WHAT YOU HAVE TO DO -
After locating "let twice = (game.board().clone(), game.state());" in the listing below, copy that line and each one after it exactly, ending with the line that has "use tracing_subscriber::EnvFilter;".

──────── DATASET ENTRIES

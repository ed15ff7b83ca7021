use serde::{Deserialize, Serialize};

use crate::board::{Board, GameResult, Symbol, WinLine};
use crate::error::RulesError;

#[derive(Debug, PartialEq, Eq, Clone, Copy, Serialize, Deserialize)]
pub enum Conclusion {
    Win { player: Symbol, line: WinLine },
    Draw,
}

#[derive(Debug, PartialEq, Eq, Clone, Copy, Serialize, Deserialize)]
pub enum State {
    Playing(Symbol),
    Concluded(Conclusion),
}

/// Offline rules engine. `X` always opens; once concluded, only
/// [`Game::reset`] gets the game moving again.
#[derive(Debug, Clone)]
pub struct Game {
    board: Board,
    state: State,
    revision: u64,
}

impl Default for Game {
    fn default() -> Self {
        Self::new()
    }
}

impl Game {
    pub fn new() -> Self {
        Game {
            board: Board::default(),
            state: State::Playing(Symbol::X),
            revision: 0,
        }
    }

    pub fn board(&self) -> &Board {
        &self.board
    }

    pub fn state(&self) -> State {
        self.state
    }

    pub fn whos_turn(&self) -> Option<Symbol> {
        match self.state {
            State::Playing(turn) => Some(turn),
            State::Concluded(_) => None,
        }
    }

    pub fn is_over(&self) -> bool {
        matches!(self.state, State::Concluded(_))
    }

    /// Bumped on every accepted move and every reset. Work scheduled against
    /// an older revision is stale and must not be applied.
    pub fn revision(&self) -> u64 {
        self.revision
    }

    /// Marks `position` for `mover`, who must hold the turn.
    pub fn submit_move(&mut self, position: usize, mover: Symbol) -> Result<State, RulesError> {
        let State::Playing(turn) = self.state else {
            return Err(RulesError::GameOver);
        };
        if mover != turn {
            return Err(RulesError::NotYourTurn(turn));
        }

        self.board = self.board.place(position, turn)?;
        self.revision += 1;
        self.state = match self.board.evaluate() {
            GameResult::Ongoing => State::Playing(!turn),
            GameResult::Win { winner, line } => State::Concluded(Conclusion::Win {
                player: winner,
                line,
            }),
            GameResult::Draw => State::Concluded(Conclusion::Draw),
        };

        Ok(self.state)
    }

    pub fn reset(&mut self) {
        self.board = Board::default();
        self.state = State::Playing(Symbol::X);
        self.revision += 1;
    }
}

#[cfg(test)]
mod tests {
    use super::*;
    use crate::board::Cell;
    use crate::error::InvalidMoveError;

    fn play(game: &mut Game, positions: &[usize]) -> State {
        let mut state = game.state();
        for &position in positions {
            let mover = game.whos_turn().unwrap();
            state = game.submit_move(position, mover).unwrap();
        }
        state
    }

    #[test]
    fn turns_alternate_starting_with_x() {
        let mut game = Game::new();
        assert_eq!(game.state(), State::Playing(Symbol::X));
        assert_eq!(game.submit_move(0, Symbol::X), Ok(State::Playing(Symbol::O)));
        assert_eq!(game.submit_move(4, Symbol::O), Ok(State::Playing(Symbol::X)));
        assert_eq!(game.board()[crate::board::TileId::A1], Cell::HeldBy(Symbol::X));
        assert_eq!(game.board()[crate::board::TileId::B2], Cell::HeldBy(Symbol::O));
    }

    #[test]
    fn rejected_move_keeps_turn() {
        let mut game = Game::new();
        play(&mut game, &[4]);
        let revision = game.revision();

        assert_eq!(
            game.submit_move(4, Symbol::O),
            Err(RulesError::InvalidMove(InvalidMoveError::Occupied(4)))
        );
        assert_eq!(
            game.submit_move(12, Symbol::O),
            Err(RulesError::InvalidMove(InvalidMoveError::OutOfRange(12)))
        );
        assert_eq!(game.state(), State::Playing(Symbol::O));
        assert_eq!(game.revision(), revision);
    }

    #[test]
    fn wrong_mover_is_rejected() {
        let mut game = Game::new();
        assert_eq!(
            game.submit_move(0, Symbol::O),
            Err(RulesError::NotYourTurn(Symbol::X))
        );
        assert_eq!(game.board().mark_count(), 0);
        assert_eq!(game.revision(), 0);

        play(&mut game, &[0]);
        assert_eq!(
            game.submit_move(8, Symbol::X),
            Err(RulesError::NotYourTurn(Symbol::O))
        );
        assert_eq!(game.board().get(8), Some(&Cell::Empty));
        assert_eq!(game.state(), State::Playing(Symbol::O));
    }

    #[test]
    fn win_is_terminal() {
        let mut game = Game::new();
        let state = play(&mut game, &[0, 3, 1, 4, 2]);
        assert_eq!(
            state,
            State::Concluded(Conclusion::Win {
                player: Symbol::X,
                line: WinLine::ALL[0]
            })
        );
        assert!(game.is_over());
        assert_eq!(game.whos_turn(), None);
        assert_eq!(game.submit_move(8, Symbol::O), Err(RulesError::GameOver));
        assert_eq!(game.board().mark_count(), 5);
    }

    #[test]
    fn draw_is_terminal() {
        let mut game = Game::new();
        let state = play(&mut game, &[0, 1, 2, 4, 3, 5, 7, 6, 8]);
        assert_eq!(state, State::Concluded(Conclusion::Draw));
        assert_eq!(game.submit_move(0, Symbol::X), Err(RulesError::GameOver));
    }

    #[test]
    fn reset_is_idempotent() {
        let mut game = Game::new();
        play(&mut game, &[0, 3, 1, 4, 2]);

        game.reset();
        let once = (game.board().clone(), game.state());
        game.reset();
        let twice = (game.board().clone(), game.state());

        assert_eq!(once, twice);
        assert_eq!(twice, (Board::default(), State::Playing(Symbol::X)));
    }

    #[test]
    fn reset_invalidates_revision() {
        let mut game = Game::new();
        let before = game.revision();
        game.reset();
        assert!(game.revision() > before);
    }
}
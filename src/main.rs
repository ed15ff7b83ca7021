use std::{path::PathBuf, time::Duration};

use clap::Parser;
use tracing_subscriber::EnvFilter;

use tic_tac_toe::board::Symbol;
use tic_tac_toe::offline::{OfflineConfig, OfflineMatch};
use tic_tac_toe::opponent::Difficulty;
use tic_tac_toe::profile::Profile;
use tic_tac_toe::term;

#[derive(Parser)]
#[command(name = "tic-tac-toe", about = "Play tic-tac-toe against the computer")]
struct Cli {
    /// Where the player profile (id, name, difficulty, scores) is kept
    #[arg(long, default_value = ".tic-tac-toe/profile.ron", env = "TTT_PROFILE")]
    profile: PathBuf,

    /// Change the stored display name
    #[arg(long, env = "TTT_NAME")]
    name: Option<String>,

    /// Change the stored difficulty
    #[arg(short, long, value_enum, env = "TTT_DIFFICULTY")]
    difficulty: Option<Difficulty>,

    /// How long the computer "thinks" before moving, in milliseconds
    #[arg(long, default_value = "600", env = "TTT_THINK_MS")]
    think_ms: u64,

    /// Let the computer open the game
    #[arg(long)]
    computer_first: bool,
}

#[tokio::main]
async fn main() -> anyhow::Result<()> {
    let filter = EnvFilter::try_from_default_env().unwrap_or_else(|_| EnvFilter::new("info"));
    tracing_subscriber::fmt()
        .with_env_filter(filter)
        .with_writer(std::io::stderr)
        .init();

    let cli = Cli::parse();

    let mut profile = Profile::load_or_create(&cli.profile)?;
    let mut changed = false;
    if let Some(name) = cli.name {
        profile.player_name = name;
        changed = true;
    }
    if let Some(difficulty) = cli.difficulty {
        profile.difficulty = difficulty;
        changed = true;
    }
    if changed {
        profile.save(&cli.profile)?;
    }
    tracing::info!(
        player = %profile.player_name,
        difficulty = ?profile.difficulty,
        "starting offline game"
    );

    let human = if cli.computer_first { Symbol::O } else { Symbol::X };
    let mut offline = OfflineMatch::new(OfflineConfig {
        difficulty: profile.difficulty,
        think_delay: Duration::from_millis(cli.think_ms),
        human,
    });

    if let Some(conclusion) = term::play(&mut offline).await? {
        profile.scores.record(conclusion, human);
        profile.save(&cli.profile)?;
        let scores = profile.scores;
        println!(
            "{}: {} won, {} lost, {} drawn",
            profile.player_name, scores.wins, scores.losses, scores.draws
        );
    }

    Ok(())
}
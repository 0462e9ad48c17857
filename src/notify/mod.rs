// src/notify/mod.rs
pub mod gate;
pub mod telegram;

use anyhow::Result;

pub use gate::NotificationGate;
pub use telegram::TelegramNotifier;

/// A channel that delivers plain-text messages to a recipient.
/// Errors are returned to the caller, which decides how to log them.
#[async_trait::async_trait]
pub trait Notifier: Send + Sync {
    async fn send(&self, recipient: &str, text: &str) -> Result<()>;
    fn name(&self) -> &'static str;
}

────────────────

OUTPUT BELOW -
        let twice = (game.board().clone(), game.state());

        assert_eq!(once, twice);
        assert_eq!(twice, (Board::default(), State::Playing(Symbol::X)));
    }

    #[test]
    fn reset_invalidates_revision() {
        let mut game = Game::new();
        let before = game.revision();
        game.reset();
        assert!(game.revision() > before);
    }
}
filename src/main.rs
repository ed15ff7b83ca7021
use std::{path::PathBuf, time::Duration};

use clap::Parser;
use tracing_subscriber::EnvFilter;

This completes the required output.